WORK TASK » Copy out each line of the data that contains "usize".

[Stored entries]
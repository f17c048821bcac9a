use actix_web::{get, web, HttpResponse};

use crate::{app_state::AppState, models::dto::response::MessageResponse};

#[get("/")]
pub async fn root() -> HttpResponse {
    HttpResponse::Ok().json(MessageResponse {
        message: "Welcome to TechTales Story Generator API".to_string(),
    })
}

#[get("/health")]
pub async fn health_check(state: web::Data<AppState>) -> HttpResponse {
    let themes = state.quiz_service.available_themes().await.unwrap_or_default();

    HttpResponse::Ok().json(serde_json::json!({
        "status": "healthy",
        "version": env!("CARGO_PKG_VERSION"),
        "quiz_themes": themes.len()
    }))
}
use std::{sync::Arc, time::Duration};

use crate::{
    constants::prompts::{render_continuation_prompt, render_story_prompt},
    errors::{AppError, AppResult},
    inference::{with_deadline, SamplingParams, TextGenerator},
};

pub struct StoryService {
    generator: Arc<dyn TextGenerator>,
    iterations: usize,
    max_topic_chars: usize,
    deadline: Duration,
}

impl StoryService {
    pub fn new(
        generator: Arc<dyn TextGenerator>,
        iterations: usize,
        max_topic_chars: usize,
        deadline: Duration,
    ) -> Self {
        Self {
            generator,
            iterations,
            max_topic_chars,
            deadline,
        }
    }

    /// Story for a user-supplied topic, using the configured iteration count.
    pub async fn story_for_topic(&self, topic: &str) -> AppResult<String> {
        let topic = truncate_chars(topic, self.max_topic_chars);
        self.generate_story(topic, self.iterations).await
    }

    /// Runs the generation loop. Each increment is generated from the previous
    /// increment alone, not from the whole story so far.
    pub async fn generate_story(&self, topic: &str, iterations: usize) -> AppResult<String> {
        if iterations == 0 {
            return Err(AppError::ValidationError(
                "Story iterations must be at least 1".to_string(),
            ));
        }

        let params = SamplingParams::story();
        let mut story = String::new();
        let mut prompt = render_story_prompt(topic);

        for round in 1..=iterations {
            let increment = with_deadline(
                self.deadline,
                "Story generation",
                self.generator.generate(&prompt, &params),
            )
            .await?;

            log::debug!(
                "Story round {}/{} produced {} chars",
                round,
                iterations,
                increment.len()
            );

            story.push_str(increment.trim());
            story.push_str("\n\n");

            if round < iterations {
                prompt = render_continuation_prompt(&increment);
            }
        }

        Ok(story.trim().to_string())
    }
}

fn truncate_chars(text: &str, max_chars: usize) -> &str {
    match text.char_indices().nth(max_chars) {
        Some((cut, _)) => &text[..cut],
        None => text,
    }
}
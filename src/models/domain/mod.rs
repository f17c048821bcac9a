pub mod quiz;
pub use quiz::{QuizQuestion, QuizTopic};
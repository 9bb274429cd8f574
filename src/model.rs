use rust_decimal::Decimal;
use serde::{Deserialize, Serialize};

/// One occurrence of a pay rubric applied to one employee in one competency
/// period, decoded from a K300 line.
#[derive(Debug, Clone, PartialEq, Serialize, Deserialize)]
pub struct RubricEntry {
    /// Rubric code, matched verbatim against [`RubricDescription`] codes.
    pub rubric_code: String,
    /// Monetary amount of the entry. May be negative.
    pub value: Decimal,
    /// Code of the employee or contributor the entry belongs to.
    pub employee_code: String,
    /// Competency token in `MMYYYY` layout identifying the period.
    pub competency: String,
}

/// Static metadata mapping a rubric code to its human-readable name, decoded
/// from a K150 line.
#[derive(Debug, Clone, PartialEq, Serialize, Deserialize)]
pub struct RubricDescription {
    pub rubric_code: String,
    pub description: String,
}

/// Classification of a MANAD line by its leading record identifier.
///
/// MANAD files carry many record kinds; only rubric descriptions (K150) and
/// rubric entries (K300) are interpreted here. Everything else is [`Other`]
/// and skipped by the loader.
///
/// [`Other`]: RecordKind::Other
#[derive(Debug, Clone, Copy, PartialEq, Eq)]
pub enum RecordKind {
    Description,
    Entry,
    Other,
}

impl RecordKind {
    /// Classifies a line by inspecting its first pipe-delimited field.
    pub fn of_line(line: &str) -> Self {
        match line.split('|').next().unwrap_or_default() {
            "K150" => RecordKind::Description,
            "K300" => RecordKind::Entry,
            _ => RecordKind::Other,
        }
    }
}

/// Derives the display label for a competency token: month first, the
/// remainder as the year (`012024` becomes `01/2024`).
///
/// Tokens too short to slice are returned unchanged so that aggregation never
/// fails on an odd date token.
pub fn competency_label(token: &str) -> String {
    if token.len() > 2 && token.is_char_boundary(2) {
        format!("{}/{}", &token[..2], &token[2..])
    } else {
        token.to_string()
    }
}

FINAL ANSWER »
    iterations: usize,
    max_topic_chars: usize,
        iterations: usize,
        max_topic_chars: usize,
    pub async fn generate_story(&self, topic: &str, iterations: usize) -> AppResult<String> {
fn truncate_chars(text: &str, max_chars: usize) -> &str {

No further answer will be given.